En çok cevap almak istediğim sorulardan biri de Türkiye'de gördükleri çeşitli hukuksuzlukların mesleklerine olan şevklerini kırıp kırmadığı. Mesleklerini sorguluyorlar mı? Çoğunun cevabı "Evet". Aslınur: "Birinci sınıfta anayasa dersi alıyorsunuz, bir olay oluyor, bakıyorsunuz ki anayasada yazılanlar tamamen ihlal edilmiş. Öğretilenle alakası yok. Bu noktada sorgulama, 'Boşuna mı okuyorum.' düşüncesi kaçınılmaz oluyor."
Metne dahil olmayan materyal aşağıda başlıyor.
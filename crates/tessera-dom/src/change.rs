//! Structural change records.
//!
//! [§ 4.3.3 Interface MutationRecord](https://dom.spec.whatwg.org/#interface-mutationrecord)
//!
//! A child-list mutation is described the way a `childList` mutation record
//! describes it: the target parent, the position of the edit, and the nodes
//! that left and entered the child list.

use crate::{DomTree, NodeId};

/// One child-list edit of a single parent.
#[derive(Debug, Clone, PartialEq, Eq)]
pub struct StructuralChange {
    /// "target": the node whose children changed.
    pub parent: NodeId,
    /// Index in the parent's child list where the edit happened.
    pub index: usize,
    /// "removedNodes"
    pub removed: Vec<NodeId>,
    /// "addedNodes"
    pub added: Vec<NodeId>,
}

impl StructuralChange {
    /// Describe an insertion of `added` at `index` without removals.
    #[must_use]
    pub const fn inserted(parent: NodeId, index: usize, added: Vec<NodeId>) -> Self {
        Self {
            parent,
            index,
            removed: Vec::new(),
            added,
        }
    }

    /// Net change in the parent's child count.
    #[must_use]
    pub fn delta(&self) -> isize {
        let added = isize::try_from(self.added.len()).unwrap_or(isize::MAX);
        let removed = isize::try_from(self.removed.len()).unwrap_or(isize::MAX);
        added - removed
    }

    /// Returns true if `node` was added or removed by this change, or lies
    /// inside an added subtree of `tree`.
    #[must_use]
    pub fn touches(&self, tree: &DomTree, node: NodeId) -> bool {
        self.removed.contains(&node)
            || self
                .added
                .iter()
                .any(|&added| tree.is_inclusive_descendant_of(node, added))
    }
}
Peki ya mesleğin saygınlığı? Müstakbel meslektaşları toplumda saygın bir konumdalar mı? Feray bu konuda çok tepkili: "Maalesef avukat olacağımı söylediğim anda mesleğimin yalancılıkla eşdeğer olduğu gibi olumsuz tepkilerle karşılaşıyorum. Bu algının oluşmasındaki etkenlerden biri de niteliksiz eğitim. Hiçbir hatırı sayılır hukuk eğitimi almadan mezun olanlar var. Bu da saygınlık sorunu yaratıyor. Niteliksizliğinin yanında art niyetle davranan da çok avukat var." Bunun adliyelerde avukata bakışı da etkilediğini düşünüyor: "Maalesef mahkeme kalemlerinden icra dairelerine her yerde avukatı hesaba almama durumu söz konusu ve bu çok ciddi moral bozukluğuna yol açabiliyor. Bu muymuş avukatlık dememek elde değil Türkiye'de."
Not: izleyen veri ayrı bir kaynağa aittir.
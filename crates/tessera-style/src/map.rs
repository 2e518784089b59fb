//! Per-node style storage and user-agent defaults.

use std::collections::HashMap;

use tessera_dom::{DomTree, NodeId, NodeType};

use crate::{DisplayValue, EdgeSizes, StyleRecord};

/// Returns the default display value for an element by local name.
///
/// [§ 15.3.1 Hidden elements](https://html.spec.whatwg.org/multipage/rendering.html#hidden-elements)
/// [§ 15.3.3 Flow content](https://html.spec.whatwg.org/multipage/rendering.html#flow-content-3)
/// [§ 15.3.7 Lists](https://html.spec.whatwg.org/multipage/rendering.html#lists)
/// [§ 15.3.8 Tables](https://html.spec.whatwg.org/multipage/rendering.html#tables-2)
#[must_use]
pub fn default_display_for_element(tag_name: &str) -> DisplayValue {
    // "The following elements must have their display set to none:"
    const HIDDEN: &[&str] = &[
        "area", "base", "basefont", "datalist", "head", "link", "meta", "noembed", "noframes",
        "param", "rp", "script", "style", "template", "title",
    ];
    const BLOCK: &[&str] = &[
        "address", "article", "aside", "blockquote", "body", "center", "dd", "details",
        "dialog", "dir", "div", "dl", "dt", "fieldset", "figcaption", "figure", "footer",
        "form", "h1", "h2", "h3", "h4", "h5", "h6", "header", "hgroup", "hr", "html", "legend",
        "listing", "main", "menu", "nav", "ol", "p", "plaintext", "pre", "search", "section",
        "summary", "ul", "xmp",
    ];

    let tag = tag_name.to_ascii_lowercase();
    match tag.as_str() {
        t if HIDDEN.contains(&t) => DisplayValue::None,
        t if BLOCK.contains(&t) => DisplayValue::Block,
        // "li { display: list-item; }"
        "li" => DisplayValue::ListItem,
        "table" => DisplayValue::Table,
        "tr" => DisplayValue::TableRow,
        "td" | "th" => DisplayValue::TableCell,
        _ => DisplayValue::Inline,
    }
}

/// Resolved styles keyed by node.
///
/// Nodes without an entry are treated by box construction as not-inline;
/// text nodes never need an entry.
#[derive(Debug, Clone, Default)]
pub struct StyleMap {
    styles: HashMap<NodeId, StyleRecord>,
}

impl StyleMap {
    /// An empty map.
    #[must_use]
    pub fn new() -> Self {
        Self::default()
    }

    /// Seed a record for every element from the UA defaults: display by local
    /// name, the element's namespace, and the UA margins for paragraphs.
    #[must_use]
    pub fn with_defaults(tree: &DomTree) -> Self {
        let mut map = Self::new();
        let mut stack = vec![tree.root()];
        while let Some(id) = stack.pop() {
            if let Some(NodeType::Element(data)) = tree.node_type(id) {
                let mut record = StyleRecord::new(default_display_for_element(&data.tag_name));
                record.namespace.clone_from(&data.namespace);
                // [§ 15.3.3](https://html.spec.whatwg.org/multipage/rendering.html#flow-content-3)
                // "p { margin-block: 1em; }"
                if data.has_local_name("p") {
                    record.margin = EdgeSizes {
                        top: 16.0,
                        bottom: 16.0,
                        ..EdgeSizes::default()
                    };
                }
                map.insert(id, record);
            }
            stack.extend(tree.children(id).iter().copied());
        }
        map
    }

    /// The style of `id`, if one was recorded.
    #[must_use]
    pub fn get(&self, id: NodeId) -> Option<&StyleRecord> {
        self.styles.get(&id)
    }

    /// Record (or replace) the style of `id`.
    pub fn insert(&mut self, id: NodeId, record: StyleRecord) {
        let _ = self.styles.insert(id, record);
    }

    /// Mutable access to the style of `id`, inserting the initial style first
    /// if needed.
    pub fn entry(&mut self, id: NodeId) -> &mut StyleRecord {
        self.styles.entry(id).or_default()
    }

    /// Number of recorded styles.
    #[must_use]
    pub fn len(&self) -> usize {
        self.styles.len()
    }

    /// Returns true if nothing is recorded.
    #[must_use]
    pub fn is_empty(&self) -> bool {
        self.styles.is_empty()
    }
}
'HUKUK ADANMIŞLIK GEREKTİRİYOR'

Kendilerinin yolundan gidecek gençlere tavsiyelerini soruyorum. Hukuk seçecek olanlar neleri göze almalı? Hepsinin ortak görüşü, başarının sırrı hukuku sevmek ve çok çalışmayı göze almak. Ayşegül bunu 'adanmışlık' olarak tanımlıyor: "Yoğun çalışma gerektiren bir alan ve kendinizi adayabilecek kadar sevmeniz gerekiyor. Belki neyi istediğini anlamak bizim tercih yaptığımız yaşlarda pek mümkün değil ama zorla okunmamalı en azından." Feray da katılıyor: "Sevmeden asla yapılabilecek bir iş değil. Zora gelemeyen, çalışmaktan hoşlanmayan, kendini disipline edemeyen insan için hukuk gerçekten keyif olmaktan çıkar, işkenceye dönüşür." Banu ekliyor: "Hukuk ses kaydından, fotokopiden, arkadaş notundan çalışılmaz. Oturup o kalın kitapları okumayı göze almalılar." Ayşegül, hukuk eğitiminin genel kanının aksine ezberletmek değil, sorgulatmak üzerine olduğunu önemle vurguluyor.
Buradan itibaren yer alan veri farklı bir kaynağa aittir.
//! Box-tree construction for styled content trees.
//!
//! This crate turns a [`tessera_dom::DomTree`] plus resolved styles into a
//! tree of [`LayoutBox`]es ready for layout, following
//! [CSS 2.1 § 9.2 Controlling box generation](https://www.w3.org/TR/CSS2/visuren.html#box-gen):
//!
//! - [`classify`] - inline versus block classification
//! - [`anonymous`] - anonymous block synthesis for mixed sibling lists
//! - [`factory`] - which box each node generates, with per-namespace factories
//! - [`layout_box`] - box kinds, spans, population and restyling
//! - [`fragment`] - break weights and splitting boxes into fragments
//! - [`section`] - the document root, its wrapper conventions and
//!   incremental updates
//!
//! # Example
//!
//! ```
//! use tessera_boxtree::{BuildContext, BuildOptions, FactoryRegistry, build_box_tree};
//! use tessera_dom::{DocumentText, DomTree, ElementData, NodeId};
//! use tessera_style::StyleMap;
//!
//! let mut tree = DomTree::new();
//! let div = tree.append_element(NodeId::ROOT, ElementData::new("div"));
//! let _ = tree.append_text(div, "Hello");
//!
//! let text = DocumentText::index(&tree);
//! let styles = StyleMap::with_defaults(&tree);
//! let factories = FactoryRegistry::standard();
//! let options = BuildOptions::default();
//! let cx = BuildContext::new(&tree, &text, &styles, &factories, &options);
//!
//! let root = build_box_tree(&cx).unwrap();
//! assert_eq!(root.children().len(), 1);
//! ```

pub mod anonymous;
pub mod classify;
pub mod config;
pub mod context;
pub mod error;
pub mod factory;
pub mod fragment;
pub mod layout_box;
pub mod section;

pub use anonymous::{normalize, normalize_window};
pub use classify::{ChildClassification, classify_children, is_inline};
pub use config::{BuildOptions, WrapperKind, namespace_for_media_type};
pub use context::{
    AnonymousNode, ApproximateMetrics, BuildContext, ContentNode, NodeKind, SpanMetrics,
};
pub use error::BuildError;
pub use factory::{
    BoxFactory, FactoryRegistry, HtmlBoxFactory, PAGE_BREAK_ATTRIBUTE, ReplacedBoxFactory,
    build_box_tree,
};
pub use fragment::BreakWeight;
pub use layout_box::{Axis, BoxId, BoxKind, BoxState, BoxSummary, Geometry, LayoutBox, WholeRef};
pub use section::{
    BodyWrapper, NoWrapper, SectionState, TrackedSubtree, WrapperConvention,
    compute_visible_children,
};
Tabii bir diğer tavsiyeleri de bu kadar yoğun çalışırken hayatı da es geçmemek. Peki bu tempoda mümkün mü? Feray: "Sosyal yaşama vakit ayırmak gayet mümkün. Sınav zamanları daha yoğun olabiliyor ama normalde belli bir çalışma düzeni oturttuktan sonra her şeye vakit bulabilirsiniz."